Con buen criterio, Hernández no se ha propuesto remedar al Lorca de Poeta en Nueva York. Hay imágenes a lo largo del libro que nos puede llevar al surrealismo pero, aunque Lorca emana de la entraña del libro, el homenaje se concentra en los 14, 15 poemas aludidos; pero, claro, por esos buenos poemas no habría ganado su segundo Premio de la Crítica. Sin duda puede más esa especie de novela torrencial, intermitente, llena de fuerza y cargada de ideas e imágenes, que tiene sus estribillos y vuelve, recurrente, a sus obsesiones originales: el vivo retrato de Rosales, la muerte de Federico, las referencias literarias que emanan de Nueva York.

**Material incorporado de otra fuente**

//! Error types for auto-lock interval operations.

use autolock_store::StoreError;
use thiserror::Error;

use crate::defaults::{MAX_MINUTES, MIN_MINUTES};

/// Reasons a proposed interval is refused. The first failing rule wins.
#[derive(Debug, Clone, Copy, PartialEq, Eq, Error)]
pub enum ValidationError {
    /// No value was supplied.
    #[error("Auto-lock timer is a required field")]
    Missing,
    /// The value is not a whole number.
    #[error("Auto-lock timer must be an integer")]
    NotInteger,
    /// The value lies outside the accepted bounds.
    #[error("Auto-lock timer must be between {min} and {max} minutes")]
    OutOfRange {
        /// Lower bound, inclusive.
        min: u32,
        /// Upper bound, inclusive.
        max: u32,
    },
}

impl ValidationError {
    pub(crate) const fn out_of_range() -> Self {
        Self::OutOfRange {
            min: MIN_MINUTES,
            max: MAX_MINUTES,
        }
    }

    /// Stable identifier for logs and machine-readable output.
    #[must_use]
    pub const fn kind(&self) -> &'static str {
        match self {
            Self::Missing => "missing",
            Self::NotInteger => "not_integer",
            Self::OutOfRange { .. } => "out_of_range",
        }
    }
}

/// Errors raised while reading, updating, or observing the interval.
#[derive(Debug, Error)]
pub enum IntervalError {
    /// The submitted value failed validation; nothing was written.
    #[error("invalid auto-lock interval")]
    Validation {
        /// Rule that rejected the value.
        #[from]
        source: ValidationError,
    },
    /// Reading the stored interval failed.
    #[error("failed to read auto-lock interval")]
    StorageRead {
        /// Underlying store error.
        source: StoreError,
    },
    /// Persisting the interval failed; the previous value is still in place.
    #[error("failed to save auto-lock interval")]
    StorageWrite {
        /// Underlying store error.
        source: StoreError,
    },
    /// The store holds a value that is not a valid interval.
    #[error("stored auto-lock interval is invalid")]
    CorruptStoredValue {
        /// Rule the stored value violates.
        source: ValidationError,
    },
    /// Another submission has not resolved yet.
    #[error("an auto-lock interval update is already in progress")]
    SubmissionInFlight,
    /// The accessor could not load a value.
    #[error("auto-lock interval is unavailable")]
    Unavailable {
        /// Description of the load failure.
        detail: String,
    },
    /// The accessor is not active.
    #[error("auto-lock interval accessor is not active")]
    Inactive,
}

impl IntervalError {
    /// Stable identifier for logs and machine-readable output.
    #[must_use]
    pub const fn kind(&self) -> &'static str {
        match self {
            Self::Validation { .. } => "validation",
            Self::StorageRead { .. } => "storage_read",
            Self::StorageWrite { .. } => "storage_write",
            Self::CorruptStoredValue { .. } => "corrupt_stored_value",
            Self::SubmissionInFlight => "submission_in_flight",
            Self::Unavailable { .. } => "unavailable",
            Self::Inactive => "inactive",
        }
    }

    /// Whether the user can fix the failure by changing their input.
    #[must_use]
    pub const fn is_user_error(&self) -> bool {
        matches!(self, Self::Validation { .. })
    }
}

/// Convenience alias for interval results.
pub type IntervalResult<T> = Result<T, IntervalError>;

#[cfg(test)]
mod tests {
    use super::*;
    use std::error::Error as _;

    #[test]
    fn validation_messages_carry_bounds() {
        assert_eq!(
            ValidationError::out_of_range().to_string(),
            "Auto-lock timer must be between 1 and 30 minutes"
        );
        assert_eq!(ValidationError::Missing.kind(), "missing");
    }

    #[test]
    fn interval_error_chains_validation_source() {
        let err = IntervalError::from(ValidationError::NotInteger);
        assert_eq!(err.kind(), "validation");
        assert!(err.is_user_error());
        assert_eq!(
            err.source().map(ToString::to_string).as_deref(),
            Some("Auto-lock timer must be an integer")
        );

        let write = IntervalError::StorageWrite {
            source: StoreError::Rejected {
                operation: "set",
                key: "k".into(),
                reason: "quota_exceeded",
            },
        };
        assert!(!write.is_user_error());
        assert_eq!(write.to_string(), "failed to save auto-lock interval");
    }
}
//! Bounds validation for proposed intervals.
//!
//! Every input boundary (form, CLI, stored document) funnels through
//! [`validate`]; no other code re-implements the rules.

use serde_json::{Number, Value};

use crate::defaults::{MAX_MINUTES, MIN_MINUTES};
use crate::error::ValidationError;
use crate::model::AutoLockInterval;

/// Validate a candidate interval.
///
/// Rules run in order and the first failure is reported: absent (`None` or
/// `null`), not a whole number, outside `MIN_MINUTES..=MAX_MINUTES`.
///
/// # Errors
///
/// Returns the [`ValidationError`] for the first rule the candidate breaks.
pub fn validate(candidate: Option<&Value>) -> Result<AutoLockInterval, ValidationError> {
    match candidate {
        None | Some(Value::Null) => Err(ValidationError::Missing),
        Some(Value::Number(number)) => validate_number(number),
        Some(_) => Err(ValidationError::NotInteger),
    }
}

/// Turn raw form text into a candidate for [`validate`].
///
/// Blank text is absent; anything that parses as a JSON number becomes a
/// number; everything else is kept as a string (and will fail as
/// [`ValidationError::NotInteger`]).
#[must_use]
pub fn parse_input(text: &str) -> Option<Value> {
    let trimmed = text.trim();
    if trimmed.is_empty() {
        return None;
    }
    match serde_json::from_str::<Number>(trimmed) {
        Ok(number) => Some(Value::Number(number)),
        Err(_) => Some(Value::String(trimmed.to_string())),
    }
}

pub(crate) fn validate_minutes(minutes: i64) -> Result<AutoLockInterval, ValidationError> {
    if minutes < i64::from(MIN_MINUTES) || minutes > i64::from(MAX_MINUTES) {
        return Err(ValidationError::out_of_range());
    }
    u32::try_from(minutes)
        .map(AutoLockInterval::new_unchecked)
        .map_err(|_| ValidationError::out_of_range())
}

fn validate_number(number: &Number) -> Result<AutoLockInterval, ValidationError> {
    if let Some(minutes) = number.as_i64() {
        return validate_minutes(minutes);
    }
    if number.is_u64() {
        // Larger than i64::MAX.
        return Err(ValidationError::out_of_range());
    }

    match number.as_f64() {
        Some(value) if value.is_finite() && value.fract() == 0.0 => {
            if value < f64::from(MIN_MINUTES) || value > f64::from(MAX_MINUTES) {
                Err(ValidationError::out_of_range())
            } else {
                #[allow(clippy::cast_possible_truncation)]
                let minutes = value as i64;
                validate_minutes(minutes)
            }
        }
        _ => Err(ValidationError::NotInteger),
    }
}

#[cfg(test)]
mod tests {
    use super::*;
    use serde_json::json;

    #[test]
    fn accepts_every_value_inside_bounds() {
        for minutes in MIN_MINUTES..=MAX_MINUTES {
            let interval = validate(Some(&json!(minutes))).expect("in-range value");
            assert_eq!(interval.minutes(), minutes);
        }
    }

    #[test]
    fn rejects_values_outside_bounds() {
        for candidate in [json!(0), json!(-1), json!(31), json!(i64::MAX), json!(u64::MAX)] {
            assert!(
                matches!(
                    validate(Some(&candidate)),
                    Err(ValidationError::OutOfRange { min: 1, max: 30 })
                ),
                "{candidate} should be out of range"
            );
        }
    }

    #[test]
    fn rejects_non_integers() {
        for candidate in [json!(1.5), json!("10"), json!(true), json!([5]), json!({"m": 5})] {
            assert_eq!(
                validate(Some(&candidate)),
                Err(ValidationError::NotInteger),
                "{candidate} should not be an integer"
            );
        }
    }

    #[test]
    fn whole_floats_count_as_integers() {
        assert_eq!(validate(Some(&json!(12.0))).map(AutoLockInterval::minutes), Ok(12));
        assert_eq!(
            validate(Some(&json!(45.0))),
            Err(ValidationError::out_of_range())
        );
    }

    #[test]
    fn absent_wins_over_other_rules() {
        assert_eq!(validate(None), Err(ValidationError::Missing));
        assert_eq!(validate(Some(&Value::Null)), Err(ValidationError::Missing));
    }

    #[test]
    fn fractional_out_of_range_reports_not_integer_first() {
        assert_eq!(validate(Some(&json!(99.5))), Err(ValidationError::NotInteger));
    }

    #[test]
    fn parse_input_classifies_text() {
        assert_eq!(parse_input("   "), None);
        assert_eq!(parse_input(" 15 "), Some(json!(15)));
        assert_eq!(parse_input("2.5"), Some(json!(2.5)));
        assert_eq!(parse_input("ten"), Some(json!("ten")));

        assert_eq!(
            validate(parse_input("abc").as_ref()),
            Err(ValidationError::NotInteger)
        );
        assert_eq!(validate(parse_input("").as_ref()), Err(ValidationError::Missing));
    }

    #[test]
    fn validation_is_deterministic() {
        let candidate = json!(17);
        assert_eq!(validate(Some(&candidate)), validate(Some(&candidate)));
    }
}
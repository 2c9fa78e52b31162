//! Storage key and fixed bounds for the auto-lock interval.
//!
//! # Design
//! - Bounds are process-wide constants; nothing at runtime can widen them.
//! - The default applies only while the key has never been written.

/// Key under which the interval (whole minutes) is stored.
pub const AUTO_LOCK_KEY: &str = "auto-lock-timer";
/// Smallest accepted interval, in minutes.
pub const MIN_MINUTES: u32 = 1;
/// Largest accepted interval, in minutes.
pub const MAX_MINUTES: u32 = 30;
/// Interval reported when the store holds no value.
pub const DEFAULT_MINUTES: u32 = 5;

/// Field label shown next to the interval input.
pub const FIELD_LABEL: &str = "Auto-lock timer (minutes)";
/// Help text shown under the interval label.
pub const FIELD_DESCRIPTION: &str = "Set the idle time in minutes before the wallet locks itself.";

El libro está escrito por un poeta rico, cargado de buenas lecturas y sabias frases, lo que le lleva a veces casi a la metaliteratura. Las alusiones a Poe —sus últimos días, sobre todo—, a M. Twain, a Melville, a la beat generation, y a tantos y tantos autores norteamericanos, son tanto más ricas cuanto más se los conozca, lo que puede descentrar al lector ingenuo. Por último, he de decir que hay una alusión a un verso de J. R. J., «la facilidad, mala novia», que da la impresión de que Antonio Hernández la ha tenido muy presente, sobre todo para evitar caer en ella, y bien seguro que lo ha conseguido. El libro no pierde en intensidad; está poblado de historias muy bien concatenadas, y sobre ese corcel del verso libre en imparisílabos, te lleva al trote, aunque a veces apetezca volver sobre los pasos para recrearse con tal o cual hallazgo. No me arrepiento, insisto.